I think you maybe need to acknowledge how traumatic it was for her. It’s sounds like she gave an awful lot of herself to you and was an extremely good friend. Your children don’t know or care about who your friends are unless you make a big deal of it. I personally think you need to thank her rather than be angry

tobedtoMNandfart · 02/08/2020 09:28

It's highly unlikely that she thought 'fuck you' and MUCH more likely that she felt forced to step away for her own self preservation (speaking from personal experience).
If you message her you need to really listen to how SHE describes that same situation.

MarthasGinYard · 02/08/2020 09:30

'Called her after id taken two packs of pills and she got me an ambulance just in time and stayed with me till early hours in hospital.'

So she basically

Saved your life

Dozer · 02/08/2020 09:31

It sounds likely that like her issue was with your decision to stay with your DP, due to the information she had about his behaviour (from what you told her and her own observations).

Since you’re still in the relationship seems likely that, to be friendly again, you’d each need to respect the other’s opinions/decisions about him, and completely avoid discussing him!

YABU to be aggrieved on behalf of your DC: her friendship was with you.

LouiseTrees · 02/08/2020 09:34

[quote shas19]@casmama yes I suppose I do.

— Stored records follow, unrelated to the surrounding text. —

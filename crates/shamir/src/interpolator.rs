/// Secret reconstruction.
///
/// The secret is the value at zero of the polynomial through a threshold of
/// points, as computed by [`shamir_math::lagrange`].
///
/// # Selection
///
/// When more than `k` points are available, the `k` points with the lowest
/// abscissas are used. Any `k` points of a genuine polynomial of degree `< k`
/// give the same secret; fixing the subset makes the result reproducible and
/// duplicate detection deterministic.
use crate::config::{validate_share_count, validate_threshold};
use crate::{Error, Result};
use itertools::Itertools;
use num_bigint::BigInt;
use rayon::prelude::*;
use shamir_math::{lagrange, Point};
use shamir_traits::Reconstruct;
use tracing::debug;

/// A threshold and the points to reconstruct from.
#[derive(Debug, Clone, PartialEq, Eq)]
pub struct ReconstructionRequest {
    /// Threshold for reconstruction
    pub k: usize,
    /// Available points, in any order
    pub points: Vec<Point>,
}

impl ReconstructionRequest {
    /// Creates a new reconstruction request.
    ///
    /// The request is validated when it is reconstructed.
    pub fn new(k: usize, points: Vec<Point>) -> Self {
        Self { k, points }
    }
}

impl Reconstruct for ReconstructionRequest {
    type Secret = BigInt;
    type Error = Error;

    fn reconstruct(&self) -> Result<BigInt> {
        reconstruct(&self.points, self.k)
    }
}

/// Reconstruct the secret shared with threshold `k` from `points`.
///
/// # Errors
/// - [`Error::InvalidThreshold`] if `k` is zero,
/// - [`Error::InsufficientPoints`] if fewer than `k` points are given,
/// - [`shamir_math::Error::DuplicateAbscissa`] if two selected points share
///   an abscissa,
/// - [`shamir_math::Error::NonIntegralSecret`] if the selected points do not
///   lie on a polynomial with an integer constant term.
pub fn reconstruct(points: &[Point], k: usize) -> Result<BigInt> {
    validate_threshold(k)?;
    validate_share_count(points.len(), k)?;

    let selected = lagrange::select_lowest(points, k)
        .into_iter()
        .cloned()
        .collect_vec();
    debug!(
        k,
        available = points.len(),
        abscissas = ?selected.iter().map(|p| p.x).collect_vec(),
        "selected points"
    );

    let secret = lagrange::constant_term(&selected)?;
    debug!(bits = secret.bits(), "reconstructed secret");
    Ok(secret)
}

/// Reconstruct independent requests in parallel.
///
/// The results are in the same order as `requests`.
pub fn reconstruct_all(requests: &[ReconstructionRequest]) -> Vec<Result<BigInt>> {
    requests.par_iter().map(|r| r.reconstruct()).collect()
}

Think I'll have some Dutch courage tomorrow evening and send a message. God what do I even say[/quote]
The whole deleting and readding thing is her reaching out. It rehighlights she’s adding you. She’s too scared to say something. The girl in my previous post, we would pass each other occasionally as she lived near my gran but kind of be too scared to acknowledge because we had ended a friendship on a bad note. Just say “ I miss you and hope all is well with you. I’m now mentally well and wouldn’t have wanted to reach out without being able to say that because I know I kind of put you through the ringer with my PND.” Then leave it. Don’t show anger, let her volunteer how she felt first then maybe slowly feed in once you meet up that you did feel a bit abandoned.

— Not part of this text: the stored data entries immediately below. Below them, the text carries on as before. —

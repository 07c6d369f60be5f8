use num_bigint::BigInt;
use thiserror::Error;

/// The Result type for this library.
pub type Result<T> = std::result::Result<T, Error>;

/// Enum encapsulating all the possible errors from this library.
#[derive(Debug, Error, Clone, PartialEq, Eq)]
pub enum Error {
    /// Indicates that two interpolation points share an abscissa.
    #[error("Duplicate abscissa: x = {0} appears more than once")]
    DuplicateAbscissa(i64),

    /// Indicates a fraction with a zero denominator.
    #[error("Division by zero")]
    DivisionByZero,

    /// Indicates that the interpolated value is not an integer, i.e. that the
    /// points do not lie on a polynomial with integer values.
    #[error("Non-integral secret: {numerator}/{denominator} is not an integer")]
    NonIntegralSecret {
        /// Reduced numerator of the interpolated value.
        numerator: BigInt,
        /// Reduced (positive) denominator of the interpolated value.
        denominator: BigInt,
    },
}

ConstanceSalinger · 02/08/2020 09:34

It would be really inappropriate for her to contact your children with cards and presents if she is not prepared to have any kind of relationship with you. Same for her mother.

What have you done in those 2 years to contact her?

Deedoubleyou · 03/08/2020 11:19

If she had no reason to dislike your DH why was she the one who was there for you on your suicide attempt and not him? If my closest friend was in such a bad place that they attempted suicide and their husband "buried their head in the sand" as you said, I would find that very hard to forgive.